Transcriptional response of frc and oxc to pH 5.5, pH 4.5, and 1% (70 mM) ammonium oxalate (pH 6.8) in MRS broth after 30 min. The solid rectangles indicate ≥twofold-higher expression, the cross-hatched rectangles indicate a ≥twofold reduction in expression (P < 0.05), and the open rectangles indicate values of gene expression that are not statistically different from values obtained under the control conditions (L. acidophilus incubated in fresh MRS broth for 30 min). Plus and minus signs indicate that the experiment was carried out in the presence and in the absence of oxalate, respectively. The proposed metabolic pathway of oxalate decarboxylation by L. acidophilus is also shown. The structures of the compounds were obtained from the website http://www.genome.jp/kegg/kegg2.html.

FIG. 4.

Transcriptional analysis of the oxc operon in L. acidophilus cells at pH 5.5. (A) Cells were first transferred in MRS broth (pH 6.8) containing noninhibitory concentrations of ammonium oxalate (preadapted). Solid bars, frc; cross-hatched bars, oxc.
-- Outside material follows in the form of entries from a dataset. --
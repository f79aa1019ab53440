//! Workout plan model.
//!
//! This module provides:
//! - `Plan`: a stored, named workout definition keyed on its mode
//! - `draft`: loose user input awaiting validation
//! - `validation`: draft → validated plan, collecting every violation
//! - `presets`: the built-in read-only plans
//! - `store`: the persisted plan list and the active-plan pointer
//!
//! Flattening a plan produces the exact segment sequence the timer engine
//! executes:
//!
//! ```
//! use interval_timer::plan::{Plan, PlanMode, SimpleCycle};
//!
//! let plan = Plan::new(
//!     "Quick",
//!     PlanMode::Simple(SimpleCycle {
//!         duration: 30,
//!         rest_time: 10,
//!         repetitions: 3,
//!         alert_time: 3,
//!     }),
//! );
//! let durations: Vec<u32> = plan.flatten().iter().map(|s| s.duration).collect();
//! assert_eq!(durations, vec![30, 10, 30, 10, 30]);
//! ```

pub mod draft;
pub mod presets;
pub mod store;
pub mod validation;

use chrono::{DateTime, Utc};
use serde::{Deserialize, Serialize};

use crate::types::{Intensity, Segment, SegmentType, SoundCue};

pub use draft::{PlanDraft, SegmentDraft};
pub use store::{PlanStore, PlanStoreError};
pub use validation::{validate, validate_with, PlanDefaults, ValidatedPlan, ValidationError};

/// Maximum plan name length, in characters.
pub const MAX_NAME_LENGTH: usize = 100;

// ============================================================================
// PlanMode
// ============================================================================

/// Flat work/rest cycle of the original timer.
#[derive(Debug, Clone, PartialEq, Eq, Serialize, Deserialize)]
#[serde(rename_all = "camelCase")]
pub struct SimpleCycle {
    /// Work duration in seconds
    pub duration: u32,
    /// Rest duration in seconds
    pub rest_time: u32,
    pub repetitions: u32,
    pub alert_time: u32,
}

/// Explicit ordered list of segments, replayed as a whole.
#[derive(Debug, Clone, PartialEq, Eq, Serialize, Deserialize)]
#[serde(rename_all = "camelCase")]
pub struct SegmentedPlan {
    pub segments: Vec<Segment>,
    pub repetitions: u32,
    pub alert_time: u32,
}

/// Plan body, tagged by the `mode` field in storage.
#[derive(Debug, Clone, PartialEq, Eq, Serialize, Deserialize)]
#[serde(tag = "mode", rename_all = "lowercase")]
pub enum PlanMode {
    Simple(SimpleCycle),
    Preset(SegmentedPlan),
    Custom(SegmentedPlan),
}

impl PlanMode {
    /// Every accepted mode tag.
    pub const NAMES: [&'static str; 3] = ["simple", "preset", "custom"];

    /// Returns the mode tag.
    pub fn as_str(&self) -> &'static str {
        match self {
            PlanMode::Simple(_) => "simple",
            PlanMode::Preset(_) => "preset",
            PlanMode::Custom(_) => "custom",
        }
    }

    pub fn repetitions(&self) -> u32 {
        match self {
            PlanMode::Simple(cycle) => cycle.repetitions,
            PlanMode::Preset(body) | PlanMode::Custom(body) => body.repetitions,
        }
    }

    pub fn alert_time(&self) -> u32 {
        match self {
            PlanMode::Simple(cycle) => cycle.alert_time,
            PlanMode::Preset(body) | PlanMode::Custom(body) => body.alert_time,
        }
    }

    /// Declared segments. Empty for simple plans.
    pub fn segments(&self) -> &[Segment] {
        match self {
            PlanMode::Simple(_) => &[],
            PlanMode::Preset(body) | PlanMode::Custom(body) => &body.segments,
        }
    }

    /// Produces the executed segment sequence.
    ///
    /// Simple plans alternate work and rest and drop the rest after the
    /// last repetition (`2R - 1` segments). Segmented plans replay every
    /// declared segment `R` times with nothing trimmed.
    pub fn flatten(&self) -> Vec<Segment> {
        match self {
            PlanMode::Simple(cycle) => {
                let reps = cycle.repetitions as usize;
                let work = simple_work_segment(cycle.duration);
                let rest = simple_rest_segment(cycle.rest_time);

                let mut segments = Vec::with_capacity((2 * reps).saturating_sub(1));
                for rep in 0..reps {
                    segments.push(work.clone());
                    if rep + 1 < reps {
                        segments.push(rest.clone());
                    }
                }
                segments
            }
            PlanMode::Preset(body) | PlanMode::Custom(body) => {
                let reps = body.repetitions as usize;
                let mut segments = Vec::with_capacity(body.segments.len() * reps);
                for _ in 0..reps {
                    segments.extend(body.segments.iter().cloned());
                }
                segments
            }
        }
    }

    /// Length of [`PlanMode::flatten`] in seconds, computed without
    /// building the sequence.
    pub fn total_duration(&self) -> u64 {
        match self {
            PlanMode::Simple(cycle) => {
                let reps = u64::from(cycle.repetitions);
                let work = u64::from(cycle.duration).saturating_mul(reps);
                let rest = u64::from(cycle.rest_time).saturating_mul(reps.saturating_sub(1));
                work.saturating_add(rest)
            }
            PlanMode::Preset(body) | PlanMode::Custom(body) => {
                let per_round: u64 = body.segments.iter().map(|s| u64::from(s.duration)).sum();
                per_round.saturating_mul(u64::from(body.repetitions))
            }
        }
    }
}

fn simple_work_segment(duration: u32) -> Segment {
    Segment::new("Work", SegmentType::HIIT_WORK, duration)
        .with_intensity(Intensity::Hard)
        .with_sound_cue(SoundCue::alert())
}

fn simple_rest_segment(duration: u32) -> Segment {
    Segment::new("Rest", SegmentType::COMPLETE_REST, duration)
        .with_intensity(Intensity::Light)
        .with_sound_cue(SoundCue::alert())
}

// ============================================================================
// Plan
// ============================================================================

/// A stored workout definition.
#[derive(Debug, Clone, PartialEq, Eq, Serialize, Deserialize)]
#[serde(rename_all = "camelCase")]
pub struct Plan {
    /// Stable unique identifier (UUID v4 for user plans)
    pub id: String,
    pub name: String,
    #[serde(default, skip_serializing_if = "Option::is_none")]
    pub description: Option<String>,
    #[serde(flatten)]
    pub mode: PlanMode,
    pub created_at: DateTime<Utc>,
    #[serde(default)]
    pub last_used: Option<DateTime<Utc>>,
    #[serde(default)]
    pub usage_count: u32,
    /// True for built-in read-only plans
    #[serde(default)]
    pub is_preset: bool,
}

impl Plan {
    /// Creates a plan with a fresh id and zeroed usage metadata.
    pub fn new(name: impl Into<String>, mode: PlanMode) -> Self {
        Self {
            id: uuid::Uuid::new_v4().to_string(),
            name: name.into(),
            description: None,
            mode,
            created_at: Utc::now(),
            last_used: None,
            usage_count: 0,
            is_preset: false,
        }
    }

    pub fn repetitions(&self) -> u32 {
        self.mode.repetitions()
    }

    pub fn alert_time(&self) -> u32 {
        self.mode.alert_time()
    }

    /// See [`PlanMode::flatten`].
    pub fn flatten(&self) -> Vec<Segment> {
        self.mode.flatten()
    }

    /// Total workout length in seconds, across all repetitions.
    pub fn total_duration(&self) -> u64 {
        self.mode.total_duration()
    }
}

// ============================================================================
// Tests
// ============================================================================
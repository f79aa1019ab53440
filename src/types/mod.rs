//! Core data types for the interval timer.
//!
//! This module defines the data structures shared by the plan model and
//! the timer engine:
//! - Segments (one named, timed phase of a workout)
//! - Timer status and the read-only snapshot the engine exposes

use std::fmt;

use serde::{Deserialize, Serialize};

// ============================================================================
// SegmentType
// ============================================================================

/// Kind of a segment (warmup, work, rest, ...).
///
/// The vocabulary is open: any non-empty tag is accepted, the associated
/// constants only name the values the built-in plans use.
#[derive(Debug, Clone, PartialEq, Eq, Hash, Serialize, Deserialize)]
#[serde(transparent)]
pub struct SegmentType(String);

impl SegmentType {
    pub const WARMUP: &'static str = "warmup";
    pub const HIIT_WORK: &'static str = "hiit-work";
    pub const WORK: &'static str = "work";
    pub const ACTIVE_REST: &'static str = "active-rest";
    pub const COMPLETE_REST: &'static str = "complete-rest";
    pub const REST: &'static str = "rest";
    pub const COOLDOWN: &'static str = "cooldown";

    /// Creates a segment type from any tag.
    pub fn new(tag: impl Into<String>) -> Self {
        Self(tag.into())
    }

    /// Returns the tag as a string slice.
    pub fn as_str(&self) -> &str {
        &self.0
    }

    /// Returns true if the tag is empty or whitespace only.
    pub fn is_blank(&self) -> bool {
        self.0.trim().is_empty()
    }
}

impl fmt::Display for SegmentType {
    fn fmt(&self, f: &mut fmt::Formatter<'_>) -> fmt::Result {
        f.write_str(&self.0)
    }
}

impl From<&str> for SegmentType {
    fn from(tag: &str) -> Self {
        Self::new(tag)
    }
}

// ============================================================================
// Intensity
// ============================================================================

/// Descriptive effort level of a segment. Has no effect on timing.
#[derive(Debug, Clone, Copy, PartialEq, Eq, Default, Serialize, Deserialize)]
#[serde(rename_all = "kebab-case")]
pub enum Intensity {
    Light,
    #[default]
    Moderate,
    Hard,
    VeryHard,
    Max,
}

impl Intensity {
    /// All intensities, lightest first.
    pub const ALL: [Intensity; 5] = [
        Intensity::Light,
        Intensity::Moderate,
        Intensity::Hard,
        Intensity::VeryHard,
        Intensity::Max,
    ];

    /// Returns the string representation of the intensity.
    pub fn as_str(&self) -> &'static str {
        match self {
            Intensity::Light => "light",
            Intensity::Moderate => "moderate",
            Intensity::Hard => "hard",
            Intensity::VeryHard => "very-hard",
            Intensity::Max => "max",
        }
    }

    /// Parses an intensity tag, returning `None` for unknown values.
    pub fn parse(tag: &str) -> Option<Self> {
        Self::ALL.into_iter().find(|i| i.as_str() == tag)
    }
}

// ============================================================================
// SoundCue
// ============================================================================

/// Identifier of an audio cue handled by the external audio layer.
#[derive(Debug, Clone, PartialEq, Eq, Hash, Serialize, Deserialize)]
#[serde(transparent)]
pub struct SoundCue(String);

impl SoundCue {
    pub const NONE: &'static str = "none";
    pub const ALERT: &'static str = "alert";
    pub const COMPLETE: &'static str = "complete";

    pub fn new(id: impl Into<String>) -> Self {
        Self(id.into())
    }

    /// The cue that plays nothing.
    pub fn none() -> Self {
        Self::new(Self::NONE)
    }

    pub fn alert() -> Self {
        Self::new(Self::ALERT)
    }

    pub fn as_str(&self) -> &str {
        &self.0
    }

    /// Returns true if this cue should be skipped by the audio layer.
    pub fn is_none(&self) -> bool {
        self.0.is_empty() || self.0 == Self::NONE
    }
}

impl Default for SoundCue {
    fn default() -> Self {
        Self::alert()
    }
}

impl fmt::Display for SoundCue {
    fn fmt(&self, f: &mut fmt::Formatter<'_>) -> fmt::Result {
        f.write_str(&self.0)
    }
}

// ============================================================================
// Segment
// ============================================================================

/// One named, timed phase of a workout.
#[derive(Debug, Clone, PartialEq, Eq, Serialize, Deserialize)]
#[serde(rename_all = "camelCase")]
pub struct Segment {
    /// Segment kind
    #[serde(rename = "type")]
    pub segment_type: SegmentType,
    /// Duration in seconds (always > 0 for a valid segment)
    pub duration: u32,
    /// Informational intensity
    #[serde(default)]
    pub intensity: Intensity,
    /// Display label
    pub name: String,
    /// Cue played near and at the end of this segment
    #[serde(default)]
    pub sound_cue: SoundCue,
}

impl Segment {
    /// Creates a segment with moderate intensity and the default cue.
    pub fn new(name: impl Into<String>, segment_type: impl Into<String>, duration: u32) -> Self {
        Self {
            segment_type: SegmentType::new(segment_type),
            duration,
            intensity: Intensity::default(),
            name: name.into(),
            sound_cue: SoundCue::default(),
        }
    }

    pub fn with_intensity(mut self, intensity: Intensity) -> Self {
        self.intensity = intensity;
        self
    }

    pub fn with_sound_cue(mut self, cue: SoundCue) -> Self {
        self.sound_cue = cue;
        self
    }

    /// Checks the segment invariants.
    ///
    /// Returns a description of the first broken invariant.
    pub fn check(&self) -> Result<(), &'static str> {
        if self.duration == 0 {
            return Err("duration must be positive");
        }
        if self.name.trim().is_empty() {
            return Err("name is required");
        }
        if self.segment_type.is_blank() {
            return Err("type is required");
        }
        Ok(())
    }
}

// ============================================================================
// TimerStatus
// ============================================================================

/// Lifecycle status of the timer engine.
#[derive(Debug, Clone, Copy, PartialEq, Eq, Default, Serialize, Deserialize)]
#[serde(rename_all = "snake_case")]
pub enum TimerStatus {
    /// Loaded (or empty) and waiting for `start`
    #[default]
    Idle,
    /// Actively counting down
    Running,
    /// Frozen, waiting for `start` to resume
    Paused,
    /// Every segment has finished
    Complete,
}

impl TimerStatus {
    /// Returns the string representation of the status.
    pub fn as_str(&self) -> &'static str {
        match self {
            TimerStatus::Idle => "idle",
            TimerStatus::Running => "running",
            TimerStatus::Paused => "paused",
            TimerStatus::Complete => "complete",
        }
    }
}

// ============================================================================
// TimerSnapshot
// ============================================================================

/// Read-only view of the timer run state.
#[derive(Debug, Clone, PartialEq, Eq, Serialize, Deserialize)]
#[serde(rename_all = "camelCase")]
pub struct TimerSnapshot {
    pub status: TimerStatus,
    pub segment_index: usize,
    pub total_segments: usize,
    pub remaining_seconds: u32,
    pub segment_name: Option<String>,
    pub segment_type: Option<SegmentType>,
}

impl TimerSnapshot {
    /// Snapshot of an engine with nothing loaded.
    pub fn empty() -> Self {
        Self {
            status: TimerStatus::Idle,
            segment_index: 0,
            total_segments: 0,
            remaining_seconds: 0,
            segment_name: None,
            segment_type: None,
        }
    }
}

// ============================================================================
// Tests
// ============================================================================
//! Time sources for the timer engine.
//!
//! The engine never counts ticks. It reads a monotonic clock and derives
//! remaining time from the distance to its anchor, so callbacks that fire
//! late (throttled background tabs, a busy runtime) catch up instead of
//! drifting.

use std::sync::{Arc, Mutex};
use std::time::{Duration, Instant};

/// Monotonic time source.
pub trait Clock: Send + Sync {
    fn now(&self) -> Instant;
}

/// The real monotonic clock.
#[derive(Debug, Clone, Copy, Default)]
pub struct SystemClock;

impl Clock for SystemClock {
    fn now(&self) -> Instant {
        Instant::now()
    }
}

/// Clock that only moves when told to.
///
/// Clones share the same offset, so a test can keep one handle and hand
/// another to the engine.
#[derive(Debug, Clone)]
pub struct ManualClock {
    base: Instant,
    offset: Arc<Mutex<Duration>>,
}

impl ManualClock {
    #[must_use]
    pub fn new() -> Self {
        Self {
            base: Instant::now(),
            offset: Arc::new(Mutex::new(Duration::ZERO)),
        }
    }

    /// Moves the clock forward.
    pub fn advance(&self, by: Duration) {
        let mut offset = self
            .offset
            .lock()
            .unwrap_or_else(|poisoned| poisoned.into_inner());
        *offset += by;
    }

    pub fn advance_secs(&self, secs: u64) {
        self.advance(Duration::from_secs(secs));
    }

    pub fn advance_millis(&self, millis: u64) {
        self.advance(Duration::from_millis(millis));
    }

    /// Total time advanced since creation.
    pub fn elapsed(&self) -> Duration {
        *self
            .offset
            .lock()
            .unwrap_or_else(|poisoned| poisoned.into_inner())
    }
}

impl Default for ManualClock {
    fn default() -> Self {
        Self::new()
    }
}

impl Clock for ManualClock {
    fn now(&self) -> Instant {
        self.base + self.elapsed()
    }
}
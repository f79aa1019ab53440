//! Timer module for segmented workouts.
//!
//! This module contains the countdown functionality:
//! - `clock`: Monotonic time sources
//! - `engine`: Wall-clock anchored state machine
//! - `event`: Events emitted to subscribers
//! - `runner`: Tokio task driving the engine on an interval

pub mod clock;
pub mod engine;
pub mod error;
pub mod event;
pub mod runner;

pub use clock::{Clock, ManualClock, SystemClock};
pub use engine::{TimerEngine, DEFAULT_ALERT_TIME};
pub use error::{LoadError, RunnerError};
pub use event::TimerEvent;
pub use runner::{spawn_runner, RunnerHandle, TimerRunner, DEFAULT_TICK_INTERVAL};
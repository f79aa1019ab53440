//! Events emitted by the timer engine.

use crate::types::{Segment, SoundCue, TimerSnapshot};

/// Timer events for the UI, audio and analytics collaborators.
///
/// Within one run, events arrive in the order the engine produced them:
/// a `SegmentChanged` for segment N+1 always precedes any `Tick` showing
/// segment N+1.
#[derive(Debug, Clone, PartialEq, Eq)]
pub enum TimerEvent {
    /// Periodic countdown update
    Tick(TimerSnapshot),
    /// A segment became active
    SegmentChanged {
        /// The newly active segment
        segment: Segment,
        /// Index into the flattened sequence
        index: usize,
    },
    /// The active segment crossed its alert threshold
    NearComplete {
        /// Cue of the active segment
        sound_cue: SoundCue,
    },
    /// The last segment finished
    Completed,
    /// The countdown was frozen
    Paused {
        remaining_seconds: u32,
    },
    /// The countdown continued after a pause
    Resumed {
        remaining_seconds: u32,
    },
    /// The run returned to idle at segment 0
    Reset,
}

impl TimerEvent {
    /// Short name of the event kind, for logs.
    pub fn kind(&self) -> &'static str {
        match self {
            TimerEvent::Tick(_) => "tick",
            TimerEvent::SegmentChanged { .. } => "segment_changed",
            TimerEvent::NearComplete { .. } => "near_complete",
            TimerEvent::Completed => "completed",
            TimerEvent::Paused { .. } => "paused",
            TimerEvent::Resumed { .. } => "resumed",
            TimerEvent::Reset => "reset",
        }
    }
}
Gene induction was monitored over time after cells were placed in MRS broth containing 0.5% ammonium oxalate at pH 5.5. (B) Gene induction for cells in MRS broth at pH 6.8 (nonadapted). Experiments were carried out in triplicate. The error bars indicate standard deviations.

FIG. 5.

Survival of log-phase cells of L. acidophilus NCFM and the frc mutant after challenge with MRS broth adjusted to pH 4.0, 3.5, and 3.0 with HCl, lactic acid, or oxalic acid for 2 h. The values are the averages for six separate incubations. The error bars indicate standard deviations.

FIG. 6.

Growth curves for L. acidophilus NCFM in semidefined BM containing different concentrations of ammonium oxalate. Cell growth was evaluated in BM in the presence of 0.1% glucose (▪), in the presence of glucose plus 0.1% ammonium oxalate (▴) or 0.5% ammonium oxalate (▾), in the absence of glucose (□), or in the absence of glucose plus 0.1% ammonium oxalate (▵) or 0.5% ammonium oxalate (▿). Each point represents the mean of three independent experiments. The error bars indicate standard deviations.

FIG. 7.

Oxalate-degrading activity of L. acidophilus. Strain NCFM (▪) and the frc mutant (•) were consecutively transferred in BM^cit containing a noninhibitory concentration of oxalate (0.05%; 3.5 mM) and then exposed to 0.5% (32 mM) oxalate in broth. Samples were taken over time, and the oxalate concentration in the supernatants was measured. Each point represents the mean of three independent experiments. The error bars indicate standard deviations.